Saved entries:
::::::::::
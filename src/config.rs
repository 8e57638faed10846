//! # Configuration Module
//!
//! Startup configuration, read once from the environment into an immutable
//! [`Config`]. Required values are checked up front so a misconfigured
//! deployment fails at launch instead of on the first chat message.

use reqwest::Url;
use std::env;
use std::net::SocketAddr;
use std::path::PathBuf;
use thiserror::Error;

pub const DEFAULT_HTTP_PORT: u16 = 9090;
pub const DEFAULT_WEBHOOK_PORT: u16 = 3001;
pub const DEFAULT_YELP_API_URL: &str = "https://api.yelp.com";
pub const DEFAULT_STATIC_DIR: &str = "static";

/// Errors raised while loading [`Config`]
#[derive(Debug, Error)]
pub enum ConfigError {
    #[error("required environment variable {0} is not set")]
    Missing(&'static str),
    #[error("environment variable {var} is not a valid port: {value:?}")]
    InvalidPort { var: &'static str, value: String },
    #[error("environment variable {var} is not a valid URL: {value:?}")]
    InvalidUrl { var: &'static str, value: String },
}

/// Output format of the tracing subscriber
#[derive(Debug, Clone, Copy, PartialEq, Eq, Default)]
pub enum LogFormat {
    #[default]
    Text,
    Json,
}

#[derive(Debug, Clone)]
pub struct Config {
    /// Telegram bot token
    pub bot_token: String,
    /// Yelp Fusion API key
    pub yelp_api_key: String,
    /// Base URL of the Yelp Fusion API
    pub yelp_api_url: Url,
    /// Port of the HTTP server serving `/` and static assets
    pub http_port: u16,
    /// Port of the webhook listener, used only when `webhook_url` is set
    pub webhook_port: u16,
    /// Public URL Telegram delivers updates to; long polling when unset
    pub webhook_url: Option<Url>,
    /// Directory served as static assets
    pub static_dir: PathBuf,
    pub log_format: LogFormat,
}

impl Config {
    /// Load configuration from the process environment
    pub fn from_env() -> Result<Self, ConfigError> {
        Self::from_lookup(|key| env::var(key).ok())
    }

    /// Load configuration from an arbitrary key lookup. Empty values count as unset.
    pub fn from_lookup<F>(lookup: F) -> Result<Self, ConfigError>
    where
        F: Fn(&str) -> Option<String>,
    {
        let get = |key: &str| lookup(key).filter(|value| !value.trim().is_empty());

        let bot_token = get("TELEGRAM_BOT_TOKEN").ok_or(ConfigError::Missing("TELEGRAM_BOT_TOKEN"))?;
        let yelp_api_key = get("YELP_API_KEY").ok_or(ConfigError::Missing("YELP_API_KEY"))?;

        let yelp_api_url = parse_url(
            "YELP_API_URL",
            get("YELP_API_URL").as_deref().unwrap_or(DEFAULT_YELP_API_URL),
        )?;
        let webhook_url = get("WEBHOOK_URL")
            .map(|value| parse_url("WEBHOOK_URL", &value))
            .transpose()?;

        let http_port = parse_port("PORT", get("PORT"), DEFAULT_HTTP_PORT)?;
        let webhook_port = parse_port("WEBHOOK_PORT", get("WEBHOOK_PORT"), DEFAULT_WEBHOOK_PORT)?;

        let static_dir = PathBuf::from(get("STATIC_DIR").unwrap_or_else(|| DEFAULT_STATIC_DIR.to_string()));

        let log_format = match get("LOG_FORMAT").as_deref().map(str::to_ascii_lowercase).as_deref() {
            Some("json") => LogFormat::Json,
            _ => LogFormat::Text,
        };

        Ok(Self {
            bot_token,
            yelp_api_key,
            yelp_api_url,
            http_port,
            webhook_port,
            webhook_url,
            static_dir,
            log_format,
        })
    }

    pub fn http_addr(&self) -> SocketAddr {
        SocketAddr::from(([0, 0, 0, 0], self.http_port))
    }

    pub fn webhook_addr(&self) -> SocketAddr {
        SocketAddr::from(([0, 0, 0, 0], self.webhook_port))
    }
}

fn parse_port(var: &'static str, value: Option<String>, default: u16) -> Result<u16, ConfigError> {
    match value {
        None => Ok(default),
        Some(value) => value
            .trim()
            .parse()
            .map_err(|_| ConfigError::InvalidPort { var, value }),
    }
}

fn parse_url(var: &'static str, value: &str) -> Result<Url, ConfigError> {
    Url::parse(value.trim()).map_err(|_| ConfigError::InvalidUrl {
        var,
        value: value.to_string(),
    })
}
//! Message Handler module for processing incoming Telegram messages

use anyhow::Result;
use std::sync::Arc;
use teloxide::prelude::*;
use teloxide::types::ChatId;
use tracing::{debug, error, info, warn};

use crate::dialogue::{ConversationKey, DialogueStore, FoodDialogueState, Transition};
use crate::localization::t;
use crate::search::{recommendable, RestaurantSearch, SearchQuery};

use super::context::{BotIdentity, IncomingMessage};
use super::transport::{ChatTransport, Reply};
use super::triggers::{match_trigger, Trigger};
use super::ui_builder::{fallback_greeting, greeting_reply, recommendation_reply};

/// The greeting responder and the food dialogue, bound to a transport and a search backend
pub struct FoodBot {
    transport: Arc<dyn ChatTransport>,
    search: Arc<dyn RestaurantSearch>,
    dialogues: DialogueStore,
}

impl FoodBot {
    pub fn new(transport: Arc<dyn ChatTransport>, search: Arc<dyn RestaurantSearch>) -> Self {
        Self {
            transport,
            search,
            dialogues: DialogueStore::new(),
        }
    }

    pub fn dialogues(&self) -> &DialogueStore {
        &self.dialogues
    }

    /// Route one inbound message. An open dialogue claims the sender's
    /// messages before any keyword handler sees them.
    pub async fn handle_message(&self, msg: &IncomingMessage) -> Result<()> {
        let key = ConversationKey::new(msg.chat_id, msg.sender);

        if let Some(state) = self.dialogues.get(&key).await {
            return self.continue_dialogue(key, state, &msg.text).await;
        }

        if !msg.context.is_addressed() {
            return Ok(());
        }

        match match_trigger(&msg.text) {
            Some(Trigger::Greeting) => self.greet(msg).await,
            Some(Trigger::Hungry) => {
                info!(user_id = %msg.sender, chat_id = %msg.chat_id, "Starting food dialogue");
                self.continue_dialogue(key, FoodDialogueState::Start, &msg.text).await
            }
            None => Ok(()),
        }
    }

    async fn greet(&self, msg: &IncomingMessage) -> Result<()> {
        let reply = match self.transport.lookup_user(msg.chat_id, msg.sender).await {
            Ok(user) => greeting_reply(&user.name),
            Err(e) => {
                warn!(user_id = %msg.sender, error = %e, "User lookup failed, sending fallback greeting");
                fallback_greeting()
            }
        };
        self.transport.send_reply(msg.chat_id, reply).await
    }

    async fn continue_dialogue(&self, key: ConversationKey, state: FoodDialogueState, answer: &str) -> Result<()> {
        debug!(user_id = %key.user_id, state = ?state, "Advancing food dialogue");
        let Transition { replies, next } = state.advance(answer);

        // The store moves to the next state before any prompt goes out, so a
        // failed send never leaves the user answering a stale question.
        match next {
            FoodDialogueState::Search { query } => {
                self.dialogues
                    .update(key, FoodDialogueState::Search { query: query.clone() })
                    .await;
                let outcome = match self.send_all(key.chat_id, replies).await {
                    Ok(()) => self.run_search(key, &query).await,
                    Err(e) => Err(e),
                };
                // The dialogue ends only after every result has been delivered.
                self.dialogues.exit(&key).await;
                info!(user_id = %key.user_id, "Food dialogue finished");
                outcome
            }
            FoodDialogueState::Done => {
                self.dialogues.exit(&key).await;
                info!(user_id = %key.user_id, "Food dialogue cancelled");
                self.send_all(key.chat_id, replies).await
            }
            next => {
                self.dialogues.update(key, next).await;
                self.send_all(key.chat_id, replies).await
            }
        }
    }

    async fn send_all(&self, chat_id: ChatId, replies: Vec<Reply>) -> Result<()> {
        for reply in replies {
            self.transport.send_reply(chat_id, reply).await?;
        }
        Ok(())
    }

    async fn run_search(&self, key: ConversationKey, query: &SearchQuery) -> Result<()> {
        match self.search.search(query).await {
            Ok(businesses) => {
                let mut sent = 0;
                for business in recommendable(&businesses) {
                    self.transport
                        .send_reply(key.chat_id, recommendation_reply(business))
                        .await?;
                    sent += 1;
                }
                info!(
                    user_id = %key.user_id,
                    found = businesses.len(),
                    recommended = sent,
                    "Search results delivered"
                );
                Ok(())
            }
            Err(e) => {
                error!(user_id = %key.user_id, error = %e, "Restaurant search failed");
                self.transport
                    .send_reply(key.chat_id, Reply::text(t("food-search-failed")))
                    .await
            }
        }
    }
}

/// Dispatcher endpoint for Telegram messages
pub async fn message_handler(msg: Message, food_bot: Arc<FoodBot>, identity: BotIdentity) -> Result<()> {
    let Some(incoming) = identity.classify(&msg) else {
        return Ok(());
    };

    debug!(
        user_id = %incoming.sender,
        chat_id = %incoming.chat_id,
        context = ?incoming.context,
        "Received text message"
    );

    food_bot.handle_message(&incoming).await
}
::::::::::
If a line of the data contains "Option", it counts; report the number of such lines and nothing else.

** EXPECTED OUTPUT **
3